Subclass of marine animals from the class Crinoidea

Pentacrinoidea is a subclass of crinoids containing all members of Crinoidea except for the exclusively Paleozoic camerates (subclass Camerata). It was originally named in 1918 by Otto Jaekel, who hypothesized a fundamental split between camerate and non-camerate crinoids. Later workers doubted this interpretation, and Pentacrinoidea was rarely used during the rest of the 20th century. Recent phylogenetic work has provided strong support for Jaekel's hypothesis, and Pentacrinoidea was reinstated in a 2017 revision of crinoid systematics.

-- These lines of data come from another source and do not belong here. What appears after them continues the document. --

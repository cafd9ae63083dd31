#![forbid(unsafe_code)]

//! Monotonic time sources for render scheduling.

use std::time::Duration;

/// Monotonic clock measured from an arbitrary origin.
pub trait Clock {
    fn now(&self) -> Duration;
}

/// Clock advanced explicitly by the host.
///
/// Tests and embedded hosts use it to drive throttling without waiting.
#[derive(Debug, Default, Clone)]
pub struct DeterministicClock {
    now: Duration,
}

impl DeterministicClock {
    /// Create a clock starting at `0`.
    #[must_use]
    pub const fn new() -> Self {
        Self {
            now: Duration::ZERO,
        }
    }

    pub fn set(&mut self, now: Duration) {
        self.now = now;
    }

    pub fn advance(&mut self, dt: Duration) {
        self.now = self.now.saturating_add(dt);
    }
}

impl Clock for DeterministicClock {
    fn now(&self) -> Duration {
        self.now
    }
}

/// Wall clock based on `web_time::Instant`, which also works on wasm32.
#[derive(Debug, Clone, Copy)]
pub struct SystemClock {
    origin: web_time::Instant,
}

impl Default for SystemClock {
    fn default() -> Self {
        Self::new()
    }
}

impl SystemClock {
    #[must_use]
    pub fn new() -> Self {
        Self {
            origin: web_time::Instant::now(),
        }
    }
}

impl Clock for SystemClock {
    fn now(&self) -> Duration {
        self.origin.elapsed()
    }
}
#![forbid(unsafe_code)]

//! opcut runtime
//!
//! Ties the state store in `opcut-core` and the virtual tree in `opcut-vdom`
//! into a renderer that batches mutations, detects changes, throttles
//! rendering and reports back to callers.
//!
//! # Key Components
//!
//! - [`Renderer`] - state tree, mutation queue and host-driven render loop
//! - [`RendererHandle`] - cloneable enqueue/read access for event handlers
//! - [`Completion`] - per-mutation outcome, usable as a future
//! - [`FrameThrottle`] - max-FPS render scheduling
//! - [`Clock`] - injected time source ([`DeterministicClock`], [`SystemClock`])
//! - [`PersistedPath`] / [`StorageBackend`] - save and restore sub-state
//! - [`default`] - thread-local shared renderer
//!
//! # How it fits together
//! The host owns the event loop. Handlers enqueue mutations, the host calls
//! [`Renderer::step`] after each handler turn and when
//! [`Renderer::next_deadline`] passes, and the renderer commits, diffs and
//! patches the host [`opcut_vdom::Dom`].

pub mod clock;
pub mod completion;
pub mod config;
pub mod default;
pub mod error;
pub mod notify;
pub mod persistence;
pub mod renderer;
pub mod throttle;

pub use clock::{Clock, DeterministicClock, SystemClock};
pub use completion::{Completion, Outcome};
pub use config::{DEFAULT_MAX_FPS, MAX_FPS_ENV, RendererConfig};
pub use error::RendererError;
pub use notify::{Signal, SubscriptionId};
#[cfg(feature = "state-persistence")]
pub use persistence::FileStorage;
pub use persistence::{
    MemoryStorage, PersistedPath, StorageBackend, StorageError, StorageResult,
};
pub use renderer::{CommitReport, Phase, Renderer, RendererHandle, StepResult};
pub use throttle::FrameThrottle;
#![forbid(unsafe_code)]

//! Arena-backed in-memory [`Dom`].
//!
//! Freed slots are reused, but every reuse bumps the slot's generation, so an
//! id held across renders never aliases a newer node. A test can keep an id
//! and check whether the reconciler kept the node alive.

use std::collections::{BTreeMap, BTreeSet};
use std::fmt::Write as _;

use opcut_core::Value;

use crate::dom::Dom;

/// Handle of a [`MemoryDom`] node.
#[derive(Debug, Clone, Copy, PartialEq, Eq, Hash, PartialOrd, Ord)]
pub struct NodeId {
    index: usize,
    generation: u32,
}

#[derive(Debug, Clone)]
enum Kind {
    Element {
        tag: String,
        attrs: BTreeMap<String, String>,
        props: BTreeMap<String, Value>,
        classes: BTreeSet<String>,
        listeners: BTreeSet<String>,
    },
    Text(String),
}

#[derive(Debug, Clone)]
struct Node {
    kind: Kind,
    parent: Option<NodeId>,
    children: Vec<NodeId>,
}

#[derive(Debug, Clone)]
struct Slot {
    generation: u32,
    node: Option<Node>,
}

/// In-memory document with a `body` root.
#[derive(Debug, Clone)]
pub struct MemoryDom {
    slots: Vec<Slot>,
    vacant: Vec<usize>,
    body: NodeId,
    created: usize,
}

impl Default for MemoryDom {
    fn default() -> Self {
        Self::new()
    }
}

impl MemoryDom {
    #[must_use]
    pub fn new() -> Self {
        let mut dom = Self {
            slots: Vec::new(),
            vacant: Vec::new(),
            body: NodeId {
                index: 0,
                generation: 0,
            },
            created: 0,
        };
        dom.body = dom.alloc(element_kind("body"));
        dom.created = 0;
        dom
    }

    /// The document root, used as the default mount point.
    #[must_use]
    pub const fn body(&self) -> NodeId {
        self.body
    }

    /// Number of nodes created since construction (the body excluded).
    #[must_use]
    pub const fn created_count(&self) -> usize {
        self.created
    }

    /// Whether `node` is still part of the arena.
    #[must_use]
    pub fn contains(&self, node: NodeId) -> bool {
        self.node(node).is_some()
    }

    /// Number of nodes currently alive (the body excluded).
    #[must_use]
    pub fn live_count(&self) -> usize {
        self.slots
            .iter()
            .filter(|s| s.node.is_some())
            .count()
            .saturating_sub(1)
    }

    #[must_use]
    pub fn tag(&self, node: NodeId) -> Option<&str> {
        match &self.node(node)?.kind {
            Kind::Element { tag, .. } => Some(tag),
            Kind::Text(_) => None,
        }
    }

    #[must_use]
    pub fn text(&self, node: NodeId) -> Option<&str> {
        match &self.node(node)?.kind {
            Kind::Text(text) => Some(text),
            Kind::Element { .. } => None,
        }
    }

    #[must_use]
    pub fn attribute(&self, node: NodeId, name: &str) -> Option<&str> {
        match &self.node(node)?.kind {
            Kind::Element { attrs, .. } => attrs.get(name).map(String::as_str),
            Kind::Text(_) => None,
        }
    }

    /// Classes currently set, sorted.
    #[must_use]
    pub fn classes(&self, node: NodeId) -> Vec<String> {
        match self.node(node).map(|n| &n.kind) {
            Some(Kind::Element { classes, .. }) => classes.iter().cloned().collect(),
            _ => Vec::new(),
        }
    }

    /// Event names with a registered listener, sorted.
    #[must_use]
    pub fn listeners(&self, node: NodeId) -> Vec<String> {
        match self.node(node).map(|n| &n.kind) {
            Some(Kind::Element { listeners, .. }) => listeners.iter().cloned().collect(),
            _ => Vec::new(),
        }
    }

    #[must_use]
    pub fn children(&self, node: NodeId) -> &[NodeId] {
        self.node(node).map_or(&[][..], |n| n.children.as_slice())
    }

    #[must_use]
    pub fn parent(&self, node: NodeId) -> Option<NodeId> {
        self.node(node)?.parent
    }

    /// Serialized children of `node`.
    #[must_use]
    pub fn inner_html(&self, node: NodeId) -> String {
        let mut out = String::new();
        for &child in self.children(node) {
            self.write_html(child, &mut out);
        }
        out
    }

    /// Serialized `node` including its own tag.
    #[must_use]
    pub fn to_html(&self, node: NodeId) -> String {
        let mut out = String::new();
        self.write_html(node, &mut out);
        out
    }

    fn write_html(&self, id: NodeId, out: &mut String) {
        let Some(node) = self.node(id) else {
            return;
        };
        match &node.kind {
            Kind::Text(text) => escape_into(text, out),
            Kind::Element {
                tag,
                attrs,
                classes,
                ..
            } => {
                let _ = write!(out, "<{tag}");
                if !classes.is_empty() {
                    let joined: Vec<&str> = classes.iter().map(String::as_str).collect();
                    let _ = write!(out, " class=\"{}\"", joined.join(" "));
                }
                for (name, value) in attrs {
                    let _ = write!(out, " {name}=\"");
                    escape_into(value, out);
                    out.push('"');
                }
                out.push('>');
                for &child in &node.children {
                    self.write_html(child, out);
                }
                let _ = write!(out, "</{tag}>");
            }
        }
    }

    fn alloc(&mut self, kind: Kind) -> NodeId {
        let node = Node {
            kind,
            parent: None,
            children: Vec::new(),
        };
        self.created += 1;
        if let Some(index) = self.vacant.pop() {
            let slot = &mut self.slots[index];
            slot.generation = slot.generation.wrapping_add(1);
            slot.node = Some(node);
            return NodeId {
                index,
                generation: slot.generation,
            };
        }
        self.slots.push(Slot {
            generation: 0,
            node: Some(node),
        });
        NodeId {
            index: self.slots.len() - 1,
            generation: 0,
        }
    }

    fn node(&self, id: NodeId) -> Option<&Node> {
        self.slots
            .get(id.index)
            .filter(|s| s.generation == id.generation)?
            .node
            .as_ref()
    }

    fn node_mut(&mut self, id: NodeId) -> Option<&mut Node> {
        self.slots
            .get_mut(id.index)
            .filter(|s| s.generation == id.generation)?
            .node
            .as_mut()
    }

    fn element_mut(&mut self, id: NodeId) -> Option<ElementMut<'_>> {
        match &mut self.node_mut(id)?.kind {
            Kind::Element {
                attrs,
                props,
                classes,
                listeners,
                ..
            } => Some(ElementMut {
                attrs,
                props,
                classes,
                listeners,
            }),
            Kind::Text(_) => None,
        }
    }

    fn detach(&mut self, child: NodeId) {
        let Some(parent) = self.node(child).and_then(|n| n.parent) else {
            return;
        };
        if let Some(p) = self.node_mut(parent) {
            p.children.retain(|&c| c != child);
        }
        if let Some(c) = self.node_mut(child) {
            c.parent = None;
        }
    }

    fn free(&mut self, id: NodeId) {
        let Some(node) = self
            .slots
            .get_mut(id.index)
            .filter(|s| s.generation == id.generation)
            .and_then(|s| s.node.take())
        else {
            return;
        };
        self.vacant.push(id.index);
        for child in node.children {
            self.free(child);
        }
    }
}

struct ElementMut<'a> {
    attrs: &'a mut BTreeMap<String, String>,
    props: &'a mut BTreeMap<String, Value>,
    classes: &'a mut BTreeSet<String>,
    listeners: &'a mut BTreeSet<String>,
}

fn element_kind(tag: &str) -> Kind {
    Kind::Element {
        tag: tag.to_owned(),
        attrs: BTreeMap::new(),
        props: BTreeMap::new(),
        classes: BTreeSet::new(),
        listeners: BTreeSet::new(),
    }
}

fn escape_into(text: &str, out: &mut String) {
    for c in text.chars() {
        match c {
            '&' => out.push_str("&amp;"),
            '<' => out.push_str("&lt;"),
            '>' => out.push_str("&gt;"),
            '"' => out.push_str("&quot;"),
            c => out.push(c),
        }
    }
}

impl Dom for MemoryDom {
    type Node = NodeId;

    fn create_element(&mut self, tag: &str) -> NodeId {
        self.alloc(element_kind(tag))
    }

    fn create_text(&mut self, text: &str) -> NodeId {
        self.alloc(Kind::Text(text.to_owned()))
    }

    fn set_text(&mut self, node: NodeId, text: &str) {
        if let Some(Node {
            kind: Kind::Text(current),
            ..
        }) = self.node_mut(node)
        {
            text.clone_into(current);
        }
    }

    fn insert_before(&mut self, parent: NodeId, child: NodeId, reference: Option<NodeId>) {
        if parent == child || !self.contains(parent) || !self.contains(child) {
            return;
        }
        self.detach(child);
        let Some(p) = self.node_mut(parent) else {
            return;
        };
        let at = reference
            .and_then(|r| p.children.iter().position(|&c| c == r))
            .unwrap_or(p.children.len());
        p.children.insert(at, child);
        if let Some(c) = self.node_mut(child) {
            c.parent = Some(parent);
        }
    }

    fn remove_child(&mut self, parent: NodeId, child: NodeId) {
        if self.parent(child) != Some(parent) {
            return;
        }
        self.detach(child);
        self.free(child);
    }

    fn first_child(&self, node: NodeId) -> Option<NodeId> {
        self.children(node).first().copied()
    }

    fn next_sibling(&self, node: NodeId) -> Option<NodeId> {
        let siblings = self.children(self.parent(node)?);
        let at = siblings.iter().position(|&c| c == node)?;
        siblings.get(at + 1).copied()
    }

    fn set_attribute(&mut self, node: NodeId, name: &str, value: &str) {
        if let Some(el) = self.element_mut(node) {
            el.attrs.insert(name.to_owned(), value.to_owned());
        }
    }

    fn remove_attribute(&mut self, node: NodeId, name: &str) {
        if let Some(el) = self.element_mut(node) {
            el.attrs.remove(name);
        }
    }

    fn set_property(&mut self, node: NodeId, name: &str, value: &Value) {
        if let Some(el) = self.element_mut(node) {
            el.props.insert(name.to_owned(), value.clone());
        }
    }

    fn remove_property(&mut self, node: NodeId, name: &str) {
        if let Some(el) = self.element_mut(node) {
            el.props.remove(name);
        }
    }

    fn property(&self, node: NodeId, name: &str) -> Option<Value> {
        match &self.node(node)?.kind {
            Kind::Element { props, .. } => props.get(name).cloned(),
            Kind::Text(_) => None,
        }
    }

    fn set_class(&mut self, node: NodeId, class: &str, enabled: bool) {
        if let Some(el) = self.element_mut(node) {
            if enabled {
                el.classes.insert(class.to_owned());
            } else {
                el.classes.remove(class);
            }
        }
    }

    fn add_listener(&mut self, node: NodeId, event: &str) {
        if let Some(el) = self.element_mut(node) {
            el.listeners.insert(event.to_owned());
        }
    }

    fn remove_listener(&mut self, node: NodeId, event: &str) {
        if let Some(el) = self.element_mut(node) {
            el.listeners.remove(event);
        }
    }
}

#[cfg(test)]
mod tests {
    use super::*;
    use pretty_assertions::assert_eq;

    #[test]
    fn build_and_serialize() {
        let mut dom = MemoryDom::new();
        let body = dom.body();
        let div = dom.create_element("div");
        let text = dom.create_text("a < b");
        dom.insert_before(div, text, None);
        dom.insert_before(body, div, None);
        dom.set_attribute(div, "id", "x");
        dom.set_class(div, "foo", true);
        assert_eq!(dom.inner_html(body), "<div class=\"foo\" id=\"x\">a &lt; b</div>");
        assert_eq!(dom.created_count(), 2);
    }

    #[test]
    fn insert_before_moves_attached_nodes() {
        let mut dom = MemoryDom::new();
        let body = dom.body();
        let a = dom.create_text("a");
        let b = dom.create_text("b");
        dom.insert_before(body, a, None);
        dom.insert_before(body, b, None);
        dom.insert_before(body, b, Some(a));
        assert_eq!(dom.children(body), &[b, a]);
        assert_eq!(dom.next_sibling(b), Some(a));
        assert_eq!(dom.next_sibling(a), None);
    }

    #[test]
    fn remove_child_frees_subtree() {
        let mut dom = MemoryDom::new();
        let body = dom.body();
        let ul = dom.create_element("ul");
        let li = dom.create_element("li");
        dom.insert_before(ul, li, None);
        dom.insert_before(body, ul, None);
        dom.remove_child(body, ul);
        assert!(!dom.contains(ul));
        assert!(!dom.contains(li));
        assert!(dom.children(body).is_empty());
        dom.set_attribute(li, "x", "y");
    }

    #[test]
    fn freed_slots_are_reused_without_aliasing() {
        let mut dom = MemoryDom::new();
        let body = dom.body();
        let old = dom.create_element("p");
        dom.insert_before(body, old, None);
        dom.remove_child(body, old);

        let new = dom.create_element("p");
        assert_ne!(old, new);
        assert!(!dom.contains(old));
        assert!(dom.contains(new));
        dom.set_attribute(old, "id", "stale");
        assert_eq!(dom.attribute(new, "id"), None);

        for _ in 0..100 {
            let n = dom.create_text("x");
            dom.insert_before(body, n, None);
            dom.remove_child(body, n);
        }
        assert_eq!(dom.slots.len(), 3);
        assert_eq!(dom.live_count(), 1);
        assert_eq!(dom.created_count(), 102);
    }

    #[test]
    fn properties_are_live() {
        let mut dom = MemoryDom::new();
        let input = dom.create_element("input");
        dom.set_property(input, "value", &Value::from("typed"));
        assert_eq!(dom.property(input, "value"), Some(Value::from("typed")));
        dom.remove_property(input, "value");
        assert_eq!(dom.property(input, "value"), None);
    }
}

Pentacrinoidea includes most major crinoid groups, such as the living Articulata and extinct Flexibilia (together forming the parvclass Cladida) as well as the extinct Disparida. It is a stem-based taxon, defined as including all crinoids closer to Pentacrinites (a Jurassic articulate) or Apektocrinus (an Early Ordovician cladid) than to Rhodocrinites or Actinocrinites (which are camerates). Pentacrinoidea incorporates a node-based equivalent, Inadunata, which includes all descendants of the last common ancestor between Synbathocrinus (a representative disparid) and Dendrocrinus (a representative cladid).